__Exercise__: From the entries below, retype only the lines from the one with "and terminal logging." through the one with "Some(Input::Stop) | None", exactly as written.

[Extracted records]
____________________

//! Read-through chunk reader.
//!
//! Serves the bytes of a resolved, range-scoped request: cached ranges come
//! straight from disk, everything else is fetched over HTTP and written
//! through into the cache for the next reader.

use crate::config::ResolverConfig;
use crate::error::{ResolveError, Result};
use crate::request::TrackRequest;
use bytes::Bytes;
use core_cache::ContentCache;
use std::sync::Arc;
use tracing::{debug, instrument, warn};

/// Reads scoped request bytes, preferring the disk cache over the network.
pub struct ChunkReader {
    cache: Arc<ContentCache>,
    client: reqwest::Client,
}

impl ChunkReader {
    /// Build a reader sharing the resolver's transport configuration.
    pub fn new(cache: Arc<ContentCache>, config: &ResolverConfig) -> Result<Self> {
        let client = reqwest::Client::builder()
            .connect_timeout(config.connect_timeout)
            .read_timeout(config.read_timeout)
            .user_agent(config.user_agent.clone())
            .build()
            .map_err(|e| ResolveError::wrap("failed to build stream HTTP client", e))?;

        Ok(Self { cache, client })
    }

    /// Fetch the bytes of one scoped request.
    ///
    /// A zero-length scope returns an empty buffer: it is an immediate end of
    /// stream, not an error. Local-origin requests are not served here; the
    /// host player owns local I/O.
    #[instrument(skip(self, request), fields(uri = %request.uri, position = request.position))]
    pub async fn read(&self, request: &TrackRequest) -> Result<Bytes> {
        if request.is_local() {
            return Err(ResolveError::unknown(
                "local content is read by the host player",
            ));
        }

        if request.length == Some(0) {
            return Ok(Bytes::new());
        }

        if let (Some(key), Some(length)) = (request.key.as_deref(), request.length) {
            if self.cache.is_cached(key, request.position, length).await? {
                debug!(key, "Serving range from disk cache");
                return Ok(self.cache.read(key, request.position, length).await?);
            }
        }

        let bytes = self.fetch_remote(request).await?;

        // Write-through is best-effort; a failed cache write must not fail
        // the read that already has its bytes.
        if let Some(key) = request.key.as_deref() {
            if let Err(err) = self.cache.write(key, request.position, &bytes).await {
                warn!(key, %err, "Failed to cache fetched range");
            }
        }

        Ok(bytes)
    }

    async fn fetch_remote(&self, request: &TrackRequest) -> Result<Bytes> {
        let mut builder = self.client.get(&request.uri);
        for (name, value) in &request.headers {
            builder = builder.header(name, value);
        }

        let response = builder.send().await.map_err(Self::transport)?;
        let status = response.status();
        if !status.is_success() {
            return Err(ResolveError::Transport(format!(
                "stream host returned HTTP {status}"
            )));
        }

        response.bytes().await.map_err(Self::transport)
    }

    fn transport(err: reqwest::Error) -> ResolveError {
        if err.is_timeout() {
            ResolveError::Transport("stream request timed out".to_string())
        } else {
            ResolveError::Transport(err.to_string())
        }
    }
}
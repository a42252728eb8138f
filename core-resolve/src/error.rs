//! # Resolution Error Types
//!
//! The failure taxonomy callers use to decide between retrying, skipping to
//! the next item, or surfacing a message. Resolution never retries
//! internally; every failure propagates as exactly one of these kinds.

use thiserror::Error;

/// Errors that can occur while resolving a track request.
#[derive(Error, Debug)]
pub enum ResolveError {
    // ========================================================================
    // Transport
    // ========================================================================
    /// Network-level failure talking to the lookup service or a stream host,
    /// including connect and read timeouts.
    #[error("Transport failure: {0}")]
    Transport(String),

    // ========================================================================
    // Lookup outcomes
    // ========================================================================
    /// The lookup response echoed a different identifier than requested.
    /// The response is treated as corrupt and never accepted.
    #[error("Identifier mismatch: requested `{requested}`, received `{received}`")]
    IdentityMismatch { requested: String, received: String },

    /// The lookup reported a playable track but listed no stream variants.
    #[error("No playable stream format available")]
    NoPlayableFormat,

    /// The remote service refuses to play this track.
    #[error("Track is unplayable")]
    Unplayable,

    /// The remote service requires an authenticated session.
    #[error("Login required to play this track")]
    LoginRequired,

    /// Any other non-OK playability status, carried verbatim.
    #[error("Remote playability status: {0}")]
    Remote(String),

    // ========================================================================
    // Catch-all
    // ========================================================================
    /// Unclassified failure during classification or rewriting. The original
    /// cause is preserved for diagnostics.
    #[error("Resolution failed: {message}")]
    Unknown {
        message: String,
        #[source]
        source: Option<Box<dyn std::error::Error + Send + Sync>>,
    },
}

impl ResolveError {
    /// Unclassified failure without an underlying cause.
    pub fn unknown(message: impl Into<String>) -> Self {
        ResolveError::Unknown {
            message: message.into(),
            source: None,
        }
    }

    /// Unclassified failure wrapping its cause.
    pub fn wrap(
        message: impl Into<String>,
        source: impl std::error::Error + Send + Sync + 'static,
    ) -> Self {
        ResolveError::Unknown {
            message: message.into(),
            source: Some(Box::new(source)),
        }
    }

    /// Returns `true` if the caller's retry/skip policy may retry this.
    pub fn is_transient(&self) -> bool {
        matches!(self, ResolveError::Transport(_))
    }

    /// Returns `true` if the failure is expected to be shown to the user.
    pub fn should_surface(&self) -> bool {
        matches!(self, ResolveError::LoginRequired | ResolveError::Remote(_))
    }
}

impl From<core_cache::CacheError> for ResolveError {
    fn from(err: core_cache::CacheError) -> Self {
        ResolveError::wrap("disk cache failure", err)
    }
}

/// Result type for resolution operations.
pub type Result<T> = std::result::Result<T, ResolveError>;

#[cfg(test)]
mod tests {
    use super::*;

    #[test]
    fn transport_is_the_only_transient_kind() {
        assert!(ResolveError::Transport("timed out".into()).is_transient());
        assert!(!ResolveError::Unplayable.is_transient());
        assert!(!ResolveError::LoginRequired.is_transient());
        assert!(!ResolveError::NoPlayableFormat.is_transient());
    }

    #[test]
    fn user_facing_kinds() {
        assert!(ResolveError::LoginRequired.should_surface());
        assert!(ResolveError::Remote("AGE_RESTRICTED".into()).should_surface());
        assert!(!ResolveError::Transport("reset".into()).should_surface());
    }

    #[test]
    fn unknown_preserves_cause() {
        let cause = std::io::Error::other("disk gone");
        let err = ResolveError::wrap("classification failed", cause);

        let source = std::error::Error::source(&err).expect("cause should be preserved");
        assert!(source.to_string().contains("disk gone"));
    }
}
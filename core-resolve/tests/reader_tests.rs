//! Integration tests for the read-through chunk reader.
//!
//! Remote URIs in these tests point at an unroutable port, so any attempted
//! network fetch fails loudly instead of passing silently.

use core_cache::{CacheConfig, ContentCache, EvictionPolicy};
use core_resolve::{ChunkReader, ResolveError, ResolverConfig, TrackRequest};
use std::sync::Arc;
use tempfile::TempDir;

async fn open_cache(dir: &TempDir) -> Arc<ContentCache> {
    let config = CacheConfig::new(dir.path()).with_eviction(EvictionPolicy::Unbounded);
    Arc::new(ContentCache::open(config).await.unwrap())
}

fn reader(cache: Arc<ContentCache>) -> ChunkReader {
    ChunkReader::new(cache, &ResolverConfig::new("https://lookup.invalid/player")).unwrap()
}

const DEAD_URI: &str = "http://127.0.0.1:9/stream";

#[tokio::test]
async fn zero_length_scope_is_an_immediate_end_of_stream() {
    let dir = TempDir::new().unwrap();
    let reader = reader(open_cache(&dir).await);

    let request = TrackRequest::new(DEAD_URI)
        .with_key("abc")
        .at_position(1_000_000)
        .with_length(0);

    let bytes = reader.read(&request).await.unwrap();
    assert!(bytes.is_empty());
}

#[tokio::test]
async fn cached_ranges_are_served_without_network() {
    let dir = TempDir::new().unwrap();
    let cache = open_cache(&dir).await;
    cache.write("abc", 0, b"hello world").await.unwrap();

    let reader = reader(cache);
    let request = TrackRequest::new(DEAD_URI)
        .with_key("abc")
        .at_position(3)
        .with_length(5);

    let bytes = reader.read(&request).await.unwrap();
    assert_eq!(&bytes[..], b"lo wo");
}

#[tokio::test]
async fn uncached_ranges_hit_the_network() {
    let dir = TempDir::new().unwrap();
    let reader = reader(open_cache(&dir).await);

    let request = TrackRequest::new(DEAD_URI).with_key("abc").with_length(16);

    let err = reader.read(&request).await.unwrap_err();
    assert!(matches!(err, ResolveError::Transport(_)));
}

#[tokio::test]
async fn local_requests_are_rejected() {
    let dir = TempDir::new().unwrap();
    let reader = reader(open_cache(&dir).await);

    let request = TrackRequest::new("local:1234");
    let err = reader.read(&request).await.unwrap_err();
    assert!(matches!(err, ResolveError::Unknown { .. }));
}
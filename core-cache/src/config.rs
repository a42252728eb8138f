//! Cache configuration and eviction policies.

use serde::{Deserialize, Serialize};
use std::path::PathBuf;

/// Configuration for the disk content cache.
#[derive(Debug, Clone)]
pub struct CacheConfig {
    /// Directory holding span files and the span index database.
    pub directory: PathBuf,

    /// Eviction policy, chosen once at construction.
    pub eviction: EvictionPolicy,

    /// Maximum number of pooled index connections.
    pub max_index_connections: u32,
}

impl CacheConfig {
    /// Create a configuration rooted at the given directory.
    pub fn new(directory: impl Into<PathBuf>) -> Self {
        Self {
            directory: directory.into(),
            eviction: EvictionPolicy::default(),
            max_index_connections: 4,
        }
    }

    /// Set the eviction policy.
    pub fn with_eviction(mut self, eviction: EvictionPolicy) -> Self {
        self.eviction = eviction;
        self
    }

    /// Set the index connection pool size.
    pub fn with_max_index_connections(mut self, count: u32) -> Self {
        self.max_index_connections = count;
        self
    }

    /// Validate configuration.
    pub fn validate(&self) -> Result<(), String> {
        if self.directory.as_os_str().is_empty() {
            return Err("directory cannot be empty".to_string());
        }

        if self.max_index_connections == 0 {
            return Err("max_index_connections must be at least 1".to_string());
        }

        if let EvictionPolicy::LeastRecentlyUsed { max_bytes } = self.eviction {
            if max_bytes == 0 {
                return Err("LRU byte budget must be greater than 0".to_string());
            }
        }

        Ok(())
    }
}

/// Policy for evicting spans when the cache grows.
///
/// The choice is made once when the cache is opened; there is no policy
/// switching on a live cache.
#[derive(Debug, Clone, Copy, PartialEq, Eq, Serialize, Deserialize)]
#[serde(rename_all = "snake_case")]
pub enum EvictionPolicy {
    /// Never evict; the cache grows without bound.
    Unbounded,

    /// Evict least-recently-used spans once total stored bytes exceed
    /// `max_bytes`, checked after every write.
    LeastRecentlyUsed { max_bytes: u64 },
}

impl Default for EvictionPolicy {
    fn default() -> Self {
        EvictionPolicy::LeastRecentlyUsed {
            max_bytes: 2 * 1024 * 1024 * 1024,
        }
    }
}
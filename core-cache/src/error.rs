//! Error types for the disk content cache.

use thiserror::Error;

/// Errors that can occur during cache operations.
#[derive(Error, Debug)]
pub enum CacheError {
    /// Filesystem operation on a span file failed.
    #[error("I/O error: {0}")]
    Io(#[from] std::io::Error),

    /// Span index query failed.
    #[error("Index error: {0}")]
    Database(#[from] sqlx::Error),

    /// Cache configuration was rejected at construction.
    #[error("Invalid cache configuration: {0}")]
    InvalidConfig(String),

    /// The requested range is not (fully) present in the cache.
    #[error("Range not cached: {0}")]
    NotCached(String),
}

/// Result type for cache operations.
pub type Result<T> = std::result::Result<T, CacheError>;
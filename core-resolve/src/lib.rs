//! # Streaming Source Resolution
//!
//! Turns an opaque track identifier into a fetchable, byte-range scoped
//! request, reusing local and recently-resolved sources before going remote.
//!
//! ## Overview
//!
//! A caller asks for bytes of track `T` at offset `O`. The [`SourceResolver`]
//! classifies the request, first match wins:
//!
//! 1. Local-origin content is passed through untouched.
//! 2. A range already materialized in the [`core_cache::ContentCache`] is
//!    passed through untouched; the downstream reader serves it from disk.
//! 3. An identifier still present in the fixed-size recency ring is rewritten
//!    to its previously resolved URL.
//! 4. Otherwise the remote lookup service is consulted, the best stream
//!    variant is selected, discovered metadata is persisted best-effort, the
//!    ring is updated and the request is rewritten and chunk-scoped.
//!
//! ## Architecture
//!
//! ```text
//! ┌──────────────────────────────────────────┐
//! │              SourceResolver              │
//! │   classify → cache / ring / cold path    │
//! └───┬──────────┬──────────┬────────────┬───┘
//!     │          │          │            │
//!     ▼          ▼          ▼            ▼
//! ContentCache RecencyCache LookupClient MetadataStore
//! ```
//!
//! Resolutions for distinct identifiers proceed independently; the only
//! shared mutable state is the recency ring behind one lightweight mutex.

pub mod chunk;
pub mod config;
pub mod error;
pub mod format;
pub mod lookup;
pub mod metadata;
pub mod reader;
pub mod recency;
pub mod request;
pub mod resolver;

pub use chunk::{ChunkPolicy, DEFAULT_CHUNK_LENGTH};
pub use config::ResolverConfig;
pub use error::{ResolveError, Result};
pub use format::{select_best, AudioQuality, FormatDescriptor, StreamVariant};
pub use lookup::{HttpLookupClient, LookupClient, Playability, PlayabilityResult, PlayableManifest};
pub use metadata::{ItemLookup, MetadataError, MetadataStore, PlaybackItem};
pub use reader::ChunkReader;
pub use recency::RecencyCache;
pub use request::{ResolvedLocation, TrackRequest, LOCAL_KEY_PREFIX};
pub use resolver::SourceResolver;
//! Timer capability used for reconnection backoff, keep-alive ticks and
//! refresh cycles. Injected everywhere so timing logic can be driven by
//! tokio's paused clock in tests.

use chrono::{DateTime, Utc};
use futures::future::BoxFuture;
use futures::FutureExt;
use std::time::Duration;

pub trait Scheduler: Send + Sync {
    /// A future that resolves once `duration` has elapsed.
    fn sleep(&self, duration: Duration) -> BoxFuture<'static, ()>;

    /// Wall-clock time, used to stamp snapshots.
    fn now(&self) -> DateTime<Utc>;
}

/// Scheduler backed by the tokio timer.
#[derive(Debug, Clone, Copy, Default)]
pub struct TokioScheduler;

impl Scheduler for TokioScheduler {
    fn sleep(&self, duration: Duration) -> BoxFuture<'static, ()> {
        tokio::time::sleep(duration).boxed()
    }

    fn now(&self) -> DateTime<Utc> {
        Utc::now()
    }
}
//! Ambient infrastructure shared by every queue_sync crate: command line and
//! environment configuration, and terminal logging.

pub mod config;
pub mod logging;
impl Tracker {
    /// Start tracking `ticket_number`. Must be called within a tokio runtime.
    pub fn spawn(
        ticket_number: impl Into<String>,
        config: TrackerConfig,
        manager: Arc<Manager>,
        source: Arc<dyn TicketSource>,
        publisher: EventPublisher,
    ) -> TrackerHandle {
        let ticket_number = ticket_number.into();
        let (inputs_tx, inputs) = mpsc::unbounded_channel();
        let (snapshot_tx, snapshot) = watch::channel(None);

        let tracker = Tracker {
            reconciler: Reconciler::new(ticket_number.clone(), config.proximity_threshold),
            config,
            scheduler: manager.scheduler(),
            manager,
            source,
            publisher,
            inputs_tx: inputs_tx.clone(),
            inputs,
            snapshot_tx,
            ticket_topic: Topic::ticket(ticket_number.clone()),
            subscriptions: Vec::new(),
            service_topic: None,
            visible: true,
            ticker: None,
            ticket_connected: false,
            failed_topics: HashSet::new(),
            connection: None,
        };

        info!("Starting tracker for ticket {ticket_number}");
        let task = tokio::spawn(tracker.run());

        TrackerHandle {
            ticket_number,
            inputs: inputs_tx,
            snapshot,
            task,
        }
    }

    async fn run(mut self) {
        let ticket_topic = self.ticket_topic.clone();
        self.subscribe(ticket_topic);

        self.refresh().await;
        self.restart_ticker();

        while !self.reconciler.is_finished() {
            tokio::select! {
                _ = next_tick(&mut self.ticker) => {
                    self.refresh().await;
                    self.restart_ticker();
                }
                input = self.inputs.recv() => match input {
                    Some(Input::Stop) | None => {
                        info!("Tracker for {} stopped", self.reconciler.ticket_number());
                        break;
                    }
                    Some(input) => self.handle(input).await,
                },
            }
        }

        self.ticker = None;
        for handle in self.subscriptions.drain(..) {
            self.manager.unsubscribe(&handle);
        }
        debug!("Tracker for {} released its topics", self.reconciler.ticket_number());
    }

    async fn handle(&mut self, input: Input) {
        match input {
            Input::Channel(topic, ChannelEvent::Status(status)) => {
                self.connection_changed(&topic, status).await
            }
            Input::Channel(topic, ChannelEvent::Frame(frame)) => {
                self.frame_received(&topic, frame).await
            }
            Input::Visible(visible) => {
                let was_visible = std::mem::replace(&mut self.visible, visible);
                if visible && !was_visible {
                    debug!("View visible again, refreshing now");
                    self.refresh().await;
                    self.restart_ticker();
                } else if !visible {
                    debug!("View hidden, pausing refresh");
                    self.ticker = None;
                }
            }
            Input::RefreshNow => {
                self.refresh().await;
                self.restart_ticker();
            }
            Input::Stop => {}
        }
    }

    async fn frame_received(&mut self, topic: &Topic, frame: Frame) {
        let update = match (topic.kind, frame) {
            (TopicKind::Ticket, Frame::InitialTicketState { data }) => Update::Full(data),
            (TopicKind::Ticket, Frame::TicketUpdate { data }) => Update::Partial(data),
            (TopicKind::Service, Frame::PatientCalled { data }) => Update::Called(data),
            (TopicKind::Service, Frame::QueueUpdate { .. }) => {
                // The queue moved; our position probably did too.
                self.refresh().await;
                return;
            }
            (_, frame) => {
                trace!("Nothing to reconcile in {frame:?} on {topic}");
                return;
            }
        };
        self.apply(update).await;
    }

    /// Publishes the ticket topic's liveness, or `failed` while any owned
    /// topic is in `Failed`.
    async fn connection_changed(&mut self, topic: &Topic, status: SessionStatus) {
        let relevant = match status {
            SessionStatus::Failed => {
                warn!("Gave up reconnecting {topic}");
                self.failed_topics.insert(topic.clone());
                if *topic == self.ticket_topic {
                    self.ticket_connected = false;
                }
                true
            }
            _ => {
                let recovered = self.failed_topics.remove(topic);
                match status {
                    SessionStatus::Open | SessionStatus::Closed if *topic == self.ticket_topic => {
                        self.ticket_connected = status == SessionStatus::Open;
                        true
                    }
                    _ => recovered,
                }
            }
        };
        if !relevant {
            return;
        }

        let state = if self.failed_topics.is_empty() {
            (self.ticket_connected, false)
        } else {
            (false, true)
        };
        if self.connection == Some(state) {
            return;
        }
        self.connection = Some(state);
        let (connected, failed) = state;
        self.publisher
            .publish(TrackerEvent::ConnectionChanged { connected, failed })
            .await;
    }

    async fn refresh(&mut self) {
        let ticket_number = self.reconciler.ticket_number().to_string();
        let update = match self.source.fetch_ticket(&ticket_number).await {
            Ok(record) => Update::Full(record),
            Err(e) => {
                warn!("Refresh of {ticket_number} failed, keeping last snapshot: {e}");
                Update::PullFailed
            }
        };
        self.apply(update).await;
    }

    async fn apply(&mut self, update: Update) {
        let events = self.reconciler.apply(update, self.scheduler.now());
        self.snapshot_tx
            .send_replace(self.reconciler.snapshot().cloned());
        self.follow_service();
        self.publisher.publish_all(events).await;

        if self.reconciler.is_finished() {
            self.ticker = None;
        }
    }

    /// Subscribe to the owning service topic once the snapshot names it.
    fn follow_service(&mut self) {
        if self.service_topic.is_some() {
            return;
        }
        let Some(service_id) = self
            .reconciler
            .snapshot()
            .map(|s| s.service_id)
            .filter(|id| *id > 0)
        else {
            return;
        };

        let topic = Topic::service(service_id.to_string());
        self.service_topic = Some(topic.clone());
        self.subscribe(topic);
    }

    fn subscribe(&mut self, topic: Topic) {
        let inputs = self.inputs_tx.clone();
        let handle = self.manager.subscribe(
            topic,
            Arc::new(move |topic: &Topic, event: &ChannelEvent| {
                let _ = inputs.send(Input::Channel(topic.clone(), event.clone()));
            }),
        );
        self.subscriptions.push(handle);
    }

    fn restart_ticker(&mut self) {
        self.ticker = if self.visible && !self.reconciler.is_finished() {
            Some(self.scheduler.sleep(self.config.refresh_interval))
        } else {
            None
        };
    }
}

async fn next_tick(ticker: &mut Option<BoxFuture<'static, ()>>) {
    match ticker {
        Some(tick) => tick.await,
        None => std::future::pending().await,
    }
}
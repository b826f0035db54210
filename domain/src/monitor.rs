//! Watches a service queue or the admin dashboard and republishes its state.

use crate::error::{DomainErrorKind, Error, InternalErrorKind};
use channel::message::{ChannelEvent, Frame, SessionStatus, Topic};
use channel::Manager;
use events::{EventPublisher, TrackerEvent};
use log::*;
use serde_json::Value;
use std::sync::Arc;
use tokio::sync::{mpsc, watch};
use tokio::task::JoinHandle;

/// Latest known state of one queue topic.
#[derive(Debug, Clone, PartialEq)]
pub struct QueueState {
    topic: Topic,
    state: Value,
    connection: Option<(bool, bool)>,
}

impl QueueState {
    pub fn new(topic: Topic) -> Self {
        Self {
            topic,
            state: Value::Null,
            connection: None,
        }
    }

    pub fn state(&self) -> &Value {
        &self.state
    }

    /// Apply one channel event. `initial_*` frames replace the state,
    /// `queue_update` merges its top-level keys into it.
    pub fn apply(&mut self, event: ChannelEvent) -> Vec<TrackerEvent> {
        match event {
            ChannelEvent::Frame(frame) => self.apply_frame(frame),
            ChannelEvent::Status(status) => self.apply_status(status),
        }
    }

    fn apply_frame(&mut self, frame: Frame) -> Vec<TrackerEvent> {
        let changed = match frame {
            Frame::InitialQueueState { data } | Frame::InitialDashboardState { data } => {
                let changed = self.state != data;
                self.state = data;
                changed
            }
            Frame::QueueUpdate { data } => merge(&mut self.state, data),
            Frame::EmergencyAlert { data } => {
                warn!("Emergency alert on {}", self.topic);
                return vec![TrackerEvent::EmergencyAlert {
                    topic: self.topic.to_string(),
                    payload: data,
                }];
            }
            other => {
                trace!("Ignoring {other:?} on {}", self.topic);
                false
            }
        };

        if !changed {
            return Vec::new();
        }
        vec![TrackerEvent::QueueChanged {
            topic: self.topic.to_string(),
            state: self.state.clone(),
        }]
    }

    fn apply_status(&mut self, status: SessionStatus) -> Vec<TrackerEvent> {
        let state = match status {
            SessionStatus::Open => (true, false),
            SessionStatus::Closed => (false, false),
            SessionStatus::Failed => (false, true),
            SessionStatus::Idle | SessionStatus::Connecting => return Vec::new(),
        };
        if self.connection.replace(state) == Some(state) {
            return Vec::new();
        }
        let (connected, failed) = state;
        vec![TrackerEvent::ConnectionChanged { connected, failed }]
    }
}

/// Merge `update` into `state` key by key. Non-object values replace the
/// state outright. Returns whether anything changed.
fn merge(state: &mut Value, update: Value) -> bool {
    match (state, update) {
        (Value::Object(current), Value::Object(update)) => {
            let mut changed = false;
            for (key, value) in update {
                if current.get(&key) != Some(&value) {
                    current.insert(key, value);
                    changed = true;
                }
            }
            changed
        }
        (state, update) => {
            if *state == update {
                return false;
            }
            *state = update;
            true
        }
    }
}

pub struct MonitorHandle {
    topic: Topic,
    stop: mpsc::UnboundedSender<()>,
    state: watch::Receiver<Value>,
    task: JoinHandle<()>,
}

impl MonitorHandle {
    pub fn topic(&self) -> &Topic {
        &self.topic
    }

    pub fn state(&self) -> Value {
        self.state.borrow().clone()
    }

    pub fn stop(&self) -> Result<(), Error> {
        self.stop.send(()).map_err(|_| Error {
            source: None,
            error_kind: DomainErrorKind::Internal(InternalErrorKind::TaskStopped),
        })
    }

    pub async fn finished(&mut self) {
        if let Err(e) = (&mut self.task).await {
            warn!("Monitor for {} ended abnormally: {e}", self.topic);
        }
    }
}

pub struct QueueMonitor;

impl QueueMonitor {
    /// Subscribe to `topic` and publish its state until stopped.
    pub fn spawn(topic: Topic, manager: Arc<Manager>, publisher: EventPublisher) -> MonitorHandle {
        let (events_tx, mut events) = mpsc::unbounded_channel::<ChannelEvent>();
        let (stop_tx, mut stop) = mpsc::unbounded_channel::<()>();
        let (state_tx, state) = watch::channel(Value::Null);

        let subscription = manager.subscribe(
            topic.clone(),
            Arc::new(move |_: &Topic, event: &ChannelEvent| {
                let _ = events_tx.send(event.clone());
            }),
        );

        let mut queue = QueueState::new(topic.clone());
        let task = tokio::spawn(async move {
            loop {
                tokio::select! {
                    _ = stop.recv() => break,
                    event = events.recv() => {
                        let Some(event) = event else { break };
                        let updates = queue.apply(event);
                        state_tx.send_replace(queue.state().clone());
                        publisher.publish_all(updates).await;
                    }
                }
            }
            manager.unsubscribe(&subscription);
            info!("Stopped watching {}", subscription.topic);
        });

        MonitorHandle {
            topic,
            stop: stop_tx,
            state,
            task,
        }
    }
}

____________________

__Output of the exercise__:
//! environment configuration, and terminal logging.

pub mod config;
pub mod logging;
impl Tracker {
    /// Start tracking `ticket_number`. Must be called within a tokio runtime.
    pub fn spawn(
        ticket_number: impl Into<String>,
        config: TrackerConfig,
        manager: Arc<Manager>,
        source: Arc<dyn TicketSource>,
        publisher: EventPublisher,
    ) -> TrackerHandle {
        let ticket_number = ticket_number.into();
        let (inputs_tx, inputs) = mpsc::unbounded_channel();
        let (snapshot_tx, snapshot) = watch::channel(None);

        let tracker = Tracker {
            reconciler: Reconciler::new(ticket_number.clone(), config.proximity_threshold),
            config,
            scheduler: manager.scheduler(),
            manager,
            source,
            publisher,
            inputs_tx: inputs_tx.clone(),
            inputs,
            snapshot_tx,
            ticket_topic: Topic::ticket(ticket_number.clone()),
            subscriptions: Vec::new(),
            service_topic: None,
            visible: true,
            ticker: None,
            ticket_connected: false,
            failed_topics: HashSet::new(),
            connection: None,
        };

        info!("Starting tracker for ticket {ticket_number}");
        let task = tokio::spawn(tracker.run());

        TrackerHandle {
            ticket_number,
            inputs: inputs_tx,
            snapshot,
            task,
        }
    }

    async fn run(mut self) {
        let ticket_topic = self.ticket_topic.clone();
        self.subscribe(ticket_topic);

        self.refresh().await;
        self.restart_ticker();

        while !self.reconciler.is_finished() {
            tokio::select! {
                _ = next_tick(&mut self.ticker) => {
                    self.refresh().await;
                    self.restart_ticker();
                }
                input = self.inputs.recv() => match input {
                    Some(Input::Stop) | None => {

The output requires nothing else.